* **TASK DIRECTIONS**:
Check the entries below for lines with "target"; report only how many there are.
════════════════
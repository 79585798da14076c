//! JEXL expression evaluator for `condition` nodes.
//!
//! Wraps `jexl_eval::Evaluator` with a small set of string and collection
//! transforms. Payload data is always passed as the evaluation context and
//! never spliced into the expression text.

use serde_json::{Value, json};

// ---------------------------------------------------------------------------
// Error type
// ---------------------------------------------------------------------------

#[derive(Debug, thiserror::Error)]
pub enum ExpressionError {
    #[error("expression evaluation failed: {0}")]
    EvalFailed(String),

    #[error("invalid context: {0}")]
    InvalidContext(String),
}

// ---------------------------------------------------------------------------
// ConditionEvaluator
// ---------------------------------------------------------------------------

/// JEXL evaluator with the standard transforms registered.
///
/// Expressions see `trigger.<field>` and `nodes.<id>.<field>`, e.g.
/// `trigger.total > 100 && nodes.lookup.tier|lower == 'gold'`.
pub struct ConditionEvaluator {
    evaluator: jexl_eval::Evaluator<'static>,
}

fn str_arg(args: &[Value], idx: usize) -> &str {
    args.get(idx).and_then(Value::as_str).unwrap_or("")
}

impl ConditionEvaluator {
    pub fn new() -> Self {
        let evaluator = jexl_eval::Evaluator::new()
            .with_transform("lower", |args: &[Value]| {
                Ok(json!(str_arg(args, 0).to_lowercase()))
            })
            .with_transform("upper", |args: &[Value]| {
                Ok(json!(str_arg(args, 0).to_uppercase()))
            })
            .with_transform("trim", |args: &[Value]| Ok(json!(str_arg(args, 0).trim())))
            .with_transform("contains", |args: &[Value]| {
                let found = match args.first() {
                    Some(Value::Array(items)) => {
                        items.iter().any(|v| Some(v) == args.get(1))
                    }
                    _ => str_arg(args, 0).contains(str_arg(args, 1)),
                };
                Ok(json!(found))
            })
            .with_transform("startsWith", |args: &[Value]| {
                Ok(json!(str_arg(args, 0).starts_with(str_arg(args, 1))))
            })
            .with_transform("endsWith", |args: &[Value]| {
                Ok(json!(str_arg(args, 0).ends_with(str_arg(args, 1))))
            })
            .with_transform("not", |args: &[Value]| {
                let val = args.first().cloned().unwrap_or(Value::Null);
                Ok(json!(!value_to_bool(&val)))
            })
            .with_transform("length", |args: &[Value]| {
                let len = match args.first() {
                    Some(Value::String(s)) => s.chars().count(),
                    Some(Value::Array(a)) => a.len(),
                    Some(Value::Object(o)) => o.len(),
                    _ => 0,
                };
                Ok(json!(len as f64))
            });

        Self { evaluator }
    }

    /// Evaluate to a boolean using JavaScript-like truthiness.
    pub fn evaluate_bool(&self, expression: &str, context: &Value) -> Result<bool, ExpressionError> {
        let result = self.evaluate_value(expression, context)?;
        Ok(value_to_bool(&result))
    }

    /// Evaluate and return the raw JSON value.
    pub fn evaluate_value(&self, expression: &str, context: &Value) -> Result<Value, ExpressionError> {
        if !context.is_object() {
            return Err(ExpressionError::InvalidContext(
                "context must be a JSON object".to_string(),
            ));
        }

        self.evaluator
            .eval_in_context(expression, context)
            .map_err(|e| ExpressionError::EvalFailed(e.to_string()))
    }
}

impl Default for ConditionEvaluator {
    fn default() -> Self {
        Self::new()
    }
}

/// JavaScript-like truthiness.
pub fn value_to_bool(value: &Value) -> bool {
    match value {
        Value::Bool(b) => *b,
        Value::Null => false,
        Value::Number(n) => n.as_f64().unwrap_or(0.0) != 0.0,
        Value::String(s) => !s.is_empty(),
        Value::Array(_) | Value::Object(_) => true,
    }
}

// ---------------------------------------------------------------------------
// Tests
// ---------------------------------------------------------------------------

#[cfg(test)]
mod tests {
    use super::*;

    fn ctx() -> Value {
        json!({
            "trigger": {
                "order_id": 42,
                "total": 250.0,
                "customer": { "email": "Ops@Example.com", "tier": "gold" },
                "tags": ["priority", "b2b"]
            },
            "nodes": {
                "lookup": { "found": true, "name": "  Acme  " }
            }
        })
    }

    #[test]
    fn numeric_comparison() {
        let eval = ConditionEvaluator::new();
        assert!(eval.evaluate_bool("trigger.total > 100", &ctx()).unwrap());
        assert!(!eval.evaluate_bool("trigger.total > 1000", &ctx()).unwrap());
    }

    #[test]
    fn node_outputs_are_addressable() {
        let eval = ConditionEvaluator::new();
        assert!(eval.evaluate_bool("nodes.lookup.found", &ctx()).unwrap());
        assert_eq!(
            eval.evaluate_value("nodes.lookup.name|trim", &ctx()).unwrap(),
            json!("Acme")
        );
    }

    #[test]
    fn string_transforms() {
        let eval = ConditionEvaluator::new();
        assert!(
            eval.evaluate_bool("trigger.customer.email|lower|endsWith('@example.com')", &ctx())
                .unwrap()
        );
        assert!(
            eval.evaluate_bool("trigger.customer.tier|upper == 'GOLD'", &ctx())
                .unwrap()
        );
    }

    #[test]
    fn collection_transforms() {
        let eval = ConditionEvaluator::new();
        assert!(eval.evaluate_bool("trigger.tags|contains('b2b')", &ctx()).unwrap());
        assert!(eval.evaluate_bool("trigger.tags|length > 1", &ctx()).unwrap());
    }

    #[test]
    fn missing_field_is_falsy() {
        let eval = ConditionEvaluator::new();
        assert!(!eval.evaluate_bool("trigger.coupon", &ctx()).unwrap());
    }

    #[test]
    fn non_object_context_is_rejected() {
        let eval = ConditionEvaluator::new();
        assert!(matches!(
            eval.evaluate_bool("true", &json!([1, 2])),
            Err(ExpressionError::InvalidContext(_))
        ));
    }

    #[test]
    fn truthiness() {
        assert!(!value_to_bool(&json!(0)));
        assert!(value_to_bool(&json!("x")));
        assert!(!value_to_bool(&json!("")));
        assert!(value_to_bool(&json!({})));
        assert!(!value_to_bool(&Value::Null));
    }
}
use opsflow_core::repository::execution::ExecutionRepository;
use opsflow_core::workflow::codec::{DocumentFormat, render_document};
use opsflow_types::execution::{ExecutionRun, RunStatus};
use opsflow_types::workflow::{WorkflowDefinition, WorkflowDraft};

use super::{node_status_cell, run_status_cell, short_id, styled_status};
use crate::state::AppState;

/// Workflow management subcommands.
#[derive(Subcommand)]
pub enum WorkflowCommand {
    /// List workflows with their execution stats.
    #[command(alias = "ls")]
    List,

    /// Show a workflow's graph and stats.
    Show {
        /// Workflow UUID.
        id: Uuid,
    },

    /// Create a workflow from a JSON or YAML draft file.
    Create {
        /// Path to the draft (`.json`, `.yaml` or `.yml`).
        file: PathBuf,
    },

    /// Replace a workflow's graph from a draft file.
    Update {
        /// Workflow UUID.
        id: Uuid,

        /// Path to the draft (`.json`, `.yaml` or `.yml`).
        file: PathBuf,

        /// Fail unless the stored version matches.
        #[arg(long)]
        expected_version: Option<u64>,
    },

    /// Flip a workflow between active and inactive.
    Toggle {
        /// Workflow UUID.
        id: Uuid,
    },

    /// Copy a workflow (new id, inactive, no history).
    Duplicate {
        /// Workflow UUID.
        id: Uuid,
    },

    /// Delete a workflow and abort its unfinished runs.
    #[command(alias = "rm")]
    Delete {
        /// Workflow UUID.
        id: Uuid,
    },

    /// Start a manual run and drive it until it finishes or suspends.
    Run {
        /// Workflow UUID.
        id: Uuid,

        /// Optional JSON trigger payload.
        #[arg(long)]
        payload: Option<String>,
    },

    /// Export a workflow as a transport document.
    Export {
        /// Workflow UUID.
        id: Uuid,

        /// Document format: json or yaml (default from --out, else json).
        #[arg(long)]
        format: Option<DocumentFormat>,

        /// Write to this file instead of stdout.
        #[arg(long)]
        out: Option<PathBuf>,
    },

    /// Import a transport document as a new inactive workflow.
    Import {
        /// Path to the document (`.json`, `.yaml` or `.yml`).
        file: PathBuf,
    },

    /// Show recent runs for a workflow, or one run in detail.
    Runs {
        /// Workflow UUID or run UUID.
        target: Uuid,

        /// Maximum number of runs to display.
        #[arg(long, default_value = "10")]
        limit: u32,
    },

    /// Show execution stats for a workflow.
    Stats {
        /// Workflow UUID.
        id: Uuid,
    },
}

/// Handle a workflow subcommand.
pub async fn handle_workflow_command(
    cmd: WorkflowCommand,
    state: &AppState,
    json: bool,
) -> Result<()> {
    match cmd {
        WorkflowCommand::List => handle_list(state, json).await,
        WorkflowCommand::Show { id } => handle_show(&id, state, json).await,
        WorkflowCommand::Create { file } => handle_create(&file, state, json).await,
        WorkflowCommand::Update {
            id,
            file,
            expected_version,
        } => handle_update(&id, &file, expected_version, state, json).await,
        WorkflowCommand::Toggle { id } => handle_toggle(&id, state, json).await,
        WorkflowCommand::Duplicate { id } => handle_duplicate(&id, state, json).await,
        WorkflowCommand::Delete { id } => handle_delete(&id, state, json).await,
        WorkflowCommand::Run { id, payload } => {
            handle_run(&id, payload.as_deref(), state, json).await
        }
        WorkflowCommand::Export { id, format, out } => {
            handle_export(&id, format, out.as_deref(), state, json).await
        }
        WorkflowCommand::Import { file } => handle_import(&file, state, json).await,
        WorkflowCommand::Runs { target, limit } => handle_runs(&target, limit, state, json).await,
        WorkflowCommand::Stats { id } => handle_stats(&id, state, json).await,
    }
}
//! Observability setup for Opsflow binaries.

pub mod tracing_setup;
════════════════
* **PROBLEM SOLUTION**:
2